# Case Background & Key Questions	

Flatiron Health Insurance (FHI) is a growing private healthcare insurance provider ...

In [101]:
import math
import numpy as np
import pandas as pd

import scipy.stats as stats
from scipy.stats import chi2_contingency
from scipy.stats import chi2

from statsmodels.formula.api import ols
import statsmodels.api as sm

import matplotlib.pyplot as plt
%matplotlib inline
from matplotlib import style
style.use('dark_background')

import seaborn as sns
sns.set_style('darkgrid')

# pd.read_csv('case_study.csv')

In [102]:
#Load our dataframe account for the index columns
df = pd.read_csv('case_study.csv', index_col=0)

  interactivity=interactivity, compiler=compiler, result=result)


**PHYSHLTH** is the column we are interested in for this analysis, so let's start to investigate the column. Since we have a data cookbook, a.k.a. data dictionary) we want to start there before looking at the code.
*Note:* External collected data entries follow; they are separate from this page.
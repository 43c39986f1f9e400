//! # Health Check

use axum::extract::State;
use axum::Json;
use serde::Serialize;

use crate::state::AppState;

#[derive(Debug, Serialize)]
#[serde(rename_all = "camelCase")]
pub struct HealthResponse {
    pub status: &'static str,
    pub database: bool,
    pub catalog_products: usize,
}

/// Liveness/readiness probe.
pub async fn health(State(state): State<AppState>) -> Json<HealthResponse> {
    let database = state.db.health_check().await;

    Json(HealthResponse {
        status: if database { "ok" } else { "degraded" },
        database,
        catalog_products: state.catalog.len(),
    })
}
### 1. Handle the non-normal values

As you can see from the data dictionary, there are a number of responses that are coded with values that could throw off our descriptive statistics.  Let's clean up by mapping the responses to a more appropriate value, and handling any missing values.  

In [103]:
#your code here
zero_dict = {88:0, 77: np.nan, 99: np.nan}
df['PHYSHLTH'].replace(zero_dict, inplace=True)

In [104]:
# Rename states to state abv.
df['_STATE'].replace(9.0, 'CT', inplace=True)
df['_STATE'].replace(34.0, 'NJ', inplace=True)
df['_STATE'].replace(36.0, 'NY', inplace=True)

In [105]:
# Create separate databases for each state
df_ct = df.set_index('_STATE').loc['CT']
df_nj = df.set_index('_STATE').loc['NJ']
df_ny = df.set_index('_STATE').loc['NY']

## 4. Turn the number of sick days into a classification of of chronically sick people.  



In [106]:
# With np.where ---Why are values different?---
chronically_sick = np.where(df['PHYSHLTH'] > 10, 1, 0)
df['CHRONSICK'] = chronically_sick

## 8. Statistical Inference


- Create a 95% confidence interval for the population mean of physically ill days.

In [109]:
# Set Physical Health DF
physhlth_mean = df['PHYSHLTH'].mean()

# Confidence Interval
physhlth_low = round(physhlth_mean - 1.96*(8.5/(33747**.5)), 2)
physhlth_high = round(physhlth_mean + 1.96*(8.5/(33747**.5)), 2)
(physhlth_low, physhlth_high)

(3.99, 4.18)

- Create a 95% confidence interval for the true proportion of chronically sick people.

In [110]:
# x bar, n, std
chronsick_mean = df['CHRONSICK'].mean()
chronsick_sum = df['CHRONSICK'].sum()
chronsick_std = df['CHRONSICK'].std()

# Confidence Interval
chronsick_low = round(chronsick_mean - 1.96 * (chronsick_std/(chronsick_sum**.5)), 2)
chronsick_high = round(chronsick_mean + 1.96 * (chronsick_std/(chronsick_sum**.5)), 2)
(chronsick_low, chronsick_high)

(0.12, 0.14)

## 9. Hypothesis Tests 

**For the follwing questions that require hypothesis tests, you must complete the following:**

*1. Write down the null and alternative hypothesis you are testing.* 

*2. Select the appropriate test and calculate the test statistic and P-values.*

*3. Determine the critical value for the 95% confidence interval.*

*4. Evaluate the test statistic agains the critical value.*

*5. Determine if you reject or fail to reject the null hypothesis and write a sentence explaining the results of your hypothesis test.*  

### The following questions are regarding the `PHYSHLTH` variable. 
- What is the probability of getting this sample mean for days physically ill, if the population mean is 4?
- Is there a statistically significant difference between men and women in the number of days a person feels phsyically ill?
- Perform a statistical test to determine if there statistically significant difference is physical health of people from the three states. 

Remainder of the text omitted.